Joe Pinsonault
Joe Pinsonault

Reputation: 537

How to collect data from a list into groups based on condition?

Not sure how to title this question. I've run into a few situations where I have a list of data, maybe annotated with some property, and I want to collect them into groups.

For example, maybe I have a file like this:

some event
reading: 25.4
reading: 23.4
reading: 25.1
different event
reading: 22.3
reading: 21.1
reading: 26.0
reading: 25.2
another event
reading: 25.5
reading: 25.1

and I want to group each set of readings, splitting them on a condition (in this case, an event happening) so that I end up with a structure like

[['some event',
  'reading: 25.4',
  'reading: 23.4',
  'reading: 25.1'],
 ['different event',
  'reading: 22.3',
  'reading: 21.1',
  'reading: 26.0',
  'reading: 25.2'],
 ['another event',
  'reading: 25.5',
  'reading: 25.1']]

In it's generic form, it is: Look for a condition, collect the data until that condition is true again, repeat

Right now, I'd do something like

events = []
current_event = []

for line in lines:
    if is_event(line):
        if current_event:
            events.append(current_event)
        current_event = [line]

    else:
        current_event.append(line)
else:
    if current_event:
        events.append(current_event)


def is_event(line):
    return 'event' in line

which produces what I want, but it's ugly and hard to understand. I'm fairly certain there has to be a better way

My guess is that it involves some itertools wizardry, but I'm new to itertools and can't quite wrap my head around all of it.

Thanks!

Update

I've actually gone with Steve Jessop's answer with a Grouper class. Here's what I'm doing:

class Grouper(object):
    def __init__(self, condition_function):
        self.count = 0
        self.condition_function = condition_function

    def __call__(self, line):
        if self.condition_function(line):
            self.count += 1
        return self.count

and then using it like

event_grouper = Grouper(is_event)
result_as_iterators = (x[1] for x in itertools.groupby(lines, event_grouper))

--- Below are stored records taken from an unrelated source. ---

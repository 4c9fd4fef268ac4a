//! Versioned wire format for channel messages.
//!
//! Every message is a JSON envelope:
//!
//! ```json
//! {"version": 1, "id": "<uuid>", "payload": {"type": "plugin_result", "result": { ... }}}
//! ```
//!
//! | `type`          | Direction       | Meaning                                 |
//! |-----------------|-----------------|-----------------------------------------|
//! | `start`         | master → worker | document to execute                     |
//! | `plugin_result` | worker → master | one plugin finished                     |
//! | `cancel`        | master → worker | stop the document                       |
//! | `complete`      | worker → master | document finished with `status`         |
//!
//! Decoding is strict: a different `version`, an unknown `type`, or an
//! unknown field is rejected rather than ignored.

use serde::{Deserialize, Serialize};
use uuid::Uuid;

use crate::channel::Role;
use crate::models::{DocumentState, PluginResult, ResultStatus};
use crate::{AppError, Result};

/// Current schema version.
pub const SCHEMA_VERSION: u32 = 1;

/// Message kinds exchanged between supervisor and worker.
#[derive(Debug, Clone, Serialize, Deserialize, PartialEq)]
#[serde(tag = "type", rename_all = "snake_case", deny_unknown_fields)]
pub enum Message {
    /// Document handed to a freshly spawned worker.
    Start {
        /// Full document state, including plugins already completed.
        document: DocumentState,
    },
    /// A plugin finished.
    PluginResult {
        /// The plugin's outcome.
        result: PluginResult,
    },
    /// The supervisor asks the worker to stop.
    Cancel,
    /// The worker finished the document.
    Complete {
        /// Final document status.
        status: ResultStatus,
    },
}

impl Message {
    /// Short kind label for logs.
    #[must_use]
    pub fn kind(&self) -> &'static str {
        match self {
            Self::Start { .. } => "start",
            Self::PluginResult { .. } => "plugin_result",
            Self::Cancel => "cancel",
            Self::Complete { .. } => "complete",
        }
    }

    /// The role allowed to send this message.
    #[must_use]
    pub fn sender(&self) -> Role {
        match self {
            Self::Start { .. } | Self::Cancel => Role::Master,
            Self::PluginResult { .. } | Self::Complete { .. } => Role::Worker,
        }
    }
}

/// On-the-wire envelope around a [`Message`].
#[derive(Debug, Clone, Serialize, Deserialize, PartialEq)]
#[serde(rename_all = "snake_case", deny_unknown_fields)]
pub struct Envelope {
    /// Schema version; must equal [`SCHEMA_VERSION`].
    pub version: u32,
    /// Unique message id, for tracing duplicates across restarts.
    pub id: Uuid,
    /// The message itself.
    pub payload: Message,
}

impl Envelope {
    /// Wrap a message in a current-version envelope.
    #[must_use]
    pub fn new(payload: Message) -> Self {
        Self {
            version: SCHEMA_VERSION,
            id: Uuid::new_v4(),
            payload,
        }
    }
}

/// Borrowed form of [`Envelope`] so encoding never clones the payload.
#[derive(Serialize)]
struct EnvelopeRef<'a> {
    version: u32,
    id: Uuid,
    payload: &'a Message,
}

/// Serialize a message into its envelope bytes.
///
/// # Errors
///
/// Returns `AppError::Codec` if serialization fails.
pub fn encode(message: &Message) -> Result<Vec<u8>> {
    let envelope = EnvelopeRef {
        version: SCHEMA_VERSION,
        id: Uuid::new_v4(),
        payload: message,
    };
    serde_json::to_vec(&envelope).map_err(|err| AppError::Codec(format!("encode failed: {err}")))
}

/// Decode envelope bytes, enforcing the schema version.
///
/// The version is checked before the payload so a message from a newer
/// schema is reported as such instead of as an unknown kind.
///
/// # Errors
///
/// Returns `AppError::Codec` for malformed JSON, unknown message kinds or
/// fields, or a version mismatch.
pub fn decode(bytes: &[u8]) -> Result<Envelope> {
    let value: serde_json::Value = serde_json::from_slice(bytes)
        .map_err(|err| AppError::Codec(format!("malformed message: {err}")))?;

    let version = value
        .get("version")
        .and_then(serde_json::Value::as_u64)
        .ok_or_else(|| AppError::Codec("message has no version".into()))?;
    if version != u64::from(SCHEMA_VERSION) {
        return Err(AppError::Codec(format!(
            "unsupported message version {version} (expected {SCHEMA_VERSION})"
        )));
    }

    serde_json::from_value(value)
        .map_err(|err| AppError::Codec(format!("malformed message: {err}")))
}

and then to turn it into a dictionary I do

event_dictionary = [{event: readings} for event, *readings in result_as_iterators]

which gives

[
 {'some event': ['reading: 25.4', 'reading: 23.4', 'reading: 25.1']},
 {'different event': ['reading: 22.3','reading: 21.1','reading: 26.0','reading: 25.2']},
 {'another event': ['reading: 25.5', 'reading: 25.1']}
]

Upvotes: 6

Views: 1109

Answers (5)

Steve Jessop
Steve Jessop

Reputation: 279445

You can use the fact that functions in Python have state. This grouper function serves the same purpose as DSM's accumulate(fn(line) for line in s1):

def grouper(line):
    if is_event(line):
        grouper.count += 1
    return grouper.count
grouper.count = 0

result_as_iterators = (x[1] for x in itertools.groupby(lines, grouper))

Then if you need it:

result_as_lists = [list(x) for x in result_as_iterators]

To allow for concurrent use you need a new grouper function object each time you use it (so that it has its own count). You might find it simpler to make it a class:

class Grouper(object):
    def __init__(self):
        self.count = 0
    def __call__(self, line):
        if is_event(line):
            self.count += 1
        return self.count

results_as_iterators = itertools.groupby(lines, Grouper())

Upvotes: 2

abarnert
abarnert

Reputation: 366133

With itertools.groupby, you can easily group things based on a key, like 'event' in line. So, as a first step:

>>> for k, g in itertools.groupby(lines, lambda line: 'event' in line):
...     print(k, list(g))

Of course this doesn't put the events together with their values. I suspect you really don't want the events together with their values, but would actually prefer to have a dict of event: [values] or a list of (event, [values]). In which case you're nearly done. For example, to get that dict, just use the grouper recipe (or zip(*[iter(groups)]*2)) to group into pairs, then use a dict comprehension to map either k, v in those pairs to next(k): list(v).

On the other hand, if you really do want them together, it's the same steps, but with a list of [next(k)] + list(v)] at the end.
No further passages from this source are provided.